| LISTED ENTRIES |
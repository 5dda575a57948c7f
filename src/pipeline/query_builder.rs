//! Search requests issued by the competitor pipeline

use crate::config::defaults::{
    EMBEDDING_FIELD, STANDARDIZED_NAME_FIELD, STANDARDIZED_NAME_KEYWORD_FIELD,
};
use crate::config::SearchConfig;
use crate::store::{BoolQuery, KnnClause, Query, SearchRequest};

/// Exact-match lookup of every family listing `company` as a member.
pub fn build_family_query(company: &str, search: &SearchConfig) -> SearchRequest {
    SearchRequest::new(
        Query::term(STANDARDIZED_NAME_KEYWORD_FIELD, company),
        search.family_page_size,
    )
}

/// kNN retrieval around `vector`, skipping families of `exclude_company`
/// and families whose members carry no standardized name.
///
/// `vector` must be non-empty.
pub fn build_knn_query(vector: &[f64], exclude_company: &str, search: &SearchConfig) -> SearchRequest {
    debug_assert!(!vector.is_empty(), "kNN query vector must not be empty");

    let query = BoolQuery::new()
        .must(Query::exists(STANDARDIZED_NAME_FIELD))
        .must(Query::Knn(KnnClause {
            field: EMBEDDING_FIELD.to_string(),
            query_vector: vector.to_vec(),
            num_candidates: search.num_candidates,
        }))
        .must_not(Query::term(STANDARDIZED_NAME_KEYWORD_FIELD, exclude_company));

    SearchRequest::new(Query::Bool(query), search.k)
}

#[cfg(test)]
mod tests {
    use super::*;
    use serde_json::json;

    #[test]
    fn test_family_query_shape() {
        let request = build_family_query("Acme Corp", &SearchConfig::default());
        assert_eq!(
            request.to_json(),
            json!({
                "size": 10,
                "query": {"term": {"members.best_standardized_name.name.keyword": "Acme Corp"}}
            })
        );
    }

    #[test]
    fn test_knn_query_shape() {
        let request = build_knn_query(&[2.0, 2.0, 2.0], "A", &SearchConfig::default());
        assert_eq!(
            request.to_json(),
            json!({
                "size": 10,
                "query": {"bool": {
                    "must": [
                        {"exists": {"field": "members.best_standardized_name.name"}},
                        {"knn": {
                            "field": "embeddings_768_bgebase",
                            "query_vector": [2.0, 2.0, 2.0],
                            "num_candidates": 300
                        }}
                    ],
                    "must_not": [
                        {"term": {"members.best_standardized_name.name.keyword": "A"}}
                    ]
                }}
            })
        );
    }

    #[test]
    fn test_knn_query_follows_search_config() {
        let search = SearchConfig {
            num_candidates: 50,
            k: 3,
            family_page_size: 10,
        };
        let request = build_knn_query(&[1.0], "A", &search);
        assert_eq!(request.size, 3);
        assert_eq!(request.query.knn_clause().map(|k| k.num_candidates), Some(50));
    }

    #[test]
    fn test_building_twice_yields_equal_requests() {
        let search = SearchConfig::default();
        assert_eq!(
            build_knn_query(&[0.1, 0.2], "A", &search),
            build_knn_query(&[0.1, 0.2], "A", &search)
        );
    }
}
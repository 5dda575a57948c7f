//! Competitor-discovery pipeline
//!
//! company name → family lookup → mean embedding → kNN search → candidate
//! names → sentence.
//!
//! - `aggregator`    - element-wise mean of family embeddings
//! - `query_builder` - family lookup and kNN search requests
//! - `extractor`     - lead-member names from kNN hits
//! - `formatter`     - deduplicated natural-language sentence
//! - `state`         - stage tracking and the [`Outcome`] sum type
//! - `coordinator`   - [`CompetitorFinder`], which runs the sequence

pub mod aggregator;
pub mod coordinator;
pub mod extractor;
pub mod formatter;
pub mod query_builder;
pub mod state;

pub use aggregator::{aggregate, AggregateError};
pub use coordinator::{CompetitorFinder, PipelineError};
pub use extractor::extract_candidates;
pub use formatter::format_competitors;
pub use query_builder::{build_family_query, build_knn_query};
pub use state::{Outcome, PipelineStage, NO_EMBEDDINGS_DETAIL};
//! Elasticsearch client for the family index
//!
//! Both store calls are `POST {url}/{index}/_search`; hits are read from
//! `hits.hits[]._source`.

use super::{DocumentStore, SearchRequest, StoreError};
use crate::config::StoreConfig;
use crate::types::PatentFamilyRecord;
use async_trait::async_trait;
use serde::Deserialize;
use std::time::Duration;
use tracing::debug;

/// Longest slice of a non-JSON error body kept in error messages.
const MAX_ERROR_BODY_CHARS: usize = 200;

#[derive(Debug, Deserialize)]
struct SearchResponse {
    hits: HitsEnvelope,
}

#[derive(Debug, Deserialize)]
struct HitsEnvelope {
    #[serde(default)]
    hits: Vec<Hit>,
}

#[derive(Debug, Deserialize)]
struct Hit {
    #[serde(rename = "_source", default)]
    source: PatentFamilyRecord,
}

/// HTTP client for an Elasticsearch cluster.
///
/// `reqwest::Client` pools connections internally, so one instance is
/// shared by all concurrent requests.
#[derive(Clone)]
pub struct ElasticStore {
    http: reqwest::Client,
    base_url: String,
    index: String,
}

impl ElasticStore {
    /// Create a client for `index` on the cluster at `base_url`.
    pub fn new(base_url: &str, index: &str, timeout: Duration) -> Result<Self, StoreError> {
        if !(base_url.starts_with("http://") || base_url.starts_with("https://")) {
            return Err(StoreError::Build(format!(
                "store URL must be http(s), got '{base_url}'"
            )));
        }
        if index.trim().is_empty() {
            return Err(StoreError::Build("index name is required".to_string()));
        }

        let http = reqwest::Client::builder()
            .timeout(timeout)
            .build()
            .map_err(|e| StoreError::Build(e.to_string()))?;

        Ok(Self {
            http,
            base_url: base_url.trim_end_matches('/').to_string(),
            index: index.to_string(),
        })
    }

    pub fn from_config(config: &StoreConfig) -> Result<Self, StoreError> {
        Self::new(
            &config.url,
            &config.index,
            Duration::from_secs(config.timeout_secs),
        )
    }

    /// Get base URL for logging
    pub fn base_url(&self) -> &str {
        &self.base_url
    }

    pub fn index(&self) -> &str {
        &self.index
    }

    fn search_url(&self) -> String {
        format!("{}/{}/_search", self.base_url, self.index)
    }
}

#[async_trait]
impl DocumentStore for ElasticStore {
    async fn search(&self, request: &SearchRequest) -> Result<Vec<PatentFamilyRecord>, StoreError> {
        let resp = self
            .http
            .post(self.search_url())
            .json(&request.to_json())
            .send()
            .await?;

        let status = resp.status();
        let body = resp.bytes().await?;
        if !status.is_success() {
            return Err(StoreError::Status {
                status: status.as_u16(),
                reason: describe_error_body(&String::from_utf8_lossy(&body)),
            });
        }

        let parsed: SearchResponse =
            serde_json::from_slice(&body).map_err(|e| StoreError::Decode(e.to_string()))?;
        debug!(index = %self.index, hits = parsed.hits.hits.len(), "Search completed");
        Ok(parsed.hits.hits.into_iter().map(|h| h.source).collect())
    }

    async fn ping(&self) -> Result<(), StoreError> {
        let resp = self.http.get(&self.base_url).send().await?;
        if resp.status().is_success() {
            Ok(())
        } else {
            Err(StoreError::Unavailable(format!(
                "cluster answered {}",
                resp.status()
            )))
        }
    }

    fn backend_name(&self) -> &str {
        "elasticsearch"
    }
}

/// Condense an error response into one line.
///
/// Elasticsearch reports `{"error": {"type": ..., "reason": ...}}`; older
/// versions and proxies may send a bare string or a non-JSON body.
fn describe_error_body(body: &str) -> String {
    if let Ok(value) = serde_json::from_str::<serde_json::Value>(body) {
        let error = &value["error"];
        if let Some(s) = error.as_str() {
            return s.to_string();
        }
        match (error["type"].as_str(), error["reason"].as_str()) {
            (Some(kind), Some(reason)) => return format!("{kind}: {reason}"),
            (None, Some(reason)) => return reason.to_string(),
            (Some(kind), None) => return kind.to_string(),
            (None, None) => {}
        }
    }

    let trimmed = body.trim();
    if trimmed.is_empty() {
        "empty response body".to_string()
    } else {
        trimmed.chars().take(MAX_ERROR_BODY_CHARS).collect()
    }
}

#[cfg(test)]
mod tests {
    use super::*;

    #[test]
    fn test_rejects_non_http_url() {
        let err = ElasticStore::new("elasticsearch:9200", "idx", Duration::from_secs(1))
            .err()
            .unwrap();
        assert!(matches!(err, StoreError::Build(_)));
    }

    #[test]
    fn test_search_url_trims_trailing_slash() {
        let store =
            ElasticStore::new("http://localhost:9200/", "family_g1_v2", Duration::from_secs(1))
                .unwrap();
        assert_eq!(store.base_url(), "http://localhost:9200");
        assert_eq!(store.search_url(), "http://localhost:9200/family_g1_v2/_search");
    }

    #[test]
    fn test_describe_structured_error() {
        let body = r#"{"error":{"root_cause":[],"type":"index_not_found_exception","reason":"no such index [family_g1_v2]"},"status":404}"#;
        assert_eq!(
            describe_error_body(body),
            "index_not_found_exception: no such index [family_g1_v2]"
        );
    }

    #[test]
    fn test_describe_string_and_plain_errors() {
        assert_eq!(describe_error_body(r#"{"error":"bad gateway"}"#), "bad gateway");
        assert_eq!(describe_error_body("  upstream timeout \n"), "upstream timeout");
        assert_eq!(describe_error_body(""), "empty response body");
        assert_eq!(describe_error_body(&"x".repeat(500)).len(), MAX_ERROR_BODY_CHARS);
    }

    #[test]
    fn test_hits_decode_from_source() {
        let body = serde_json::json!({
            "took": 3,
            "hits": {
                "total": {"value": 2},
                "hits": [
                    {"_id": "1", "_source": {"family_id": 1, "members": [{"best_standardized_name": [{"name": "B"}]}]}},
                    {"_id": "2"}
                ]
            }
        });
        let parsed: SearchResponse = serde_json::from_value(body).unwrap();
        assert_eq!(parsed.hits.hits.len(), 2);
        assert_eq!(parsed.hits.hits[0].source.members.len(), 1);
        assert_eq!(parsed.hits.hits[1].source, PatentFamilyRecord::default());
    }
}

| TASK STATEMENT |
In the material above, find every line that has the string "extractor" and pull those lines out.

| ANSWER TO THE PROBLEM |
//! - `extractor`     - lead-member names from kNN hits
pub mod extractor;
pub use extractor::extract_candidates;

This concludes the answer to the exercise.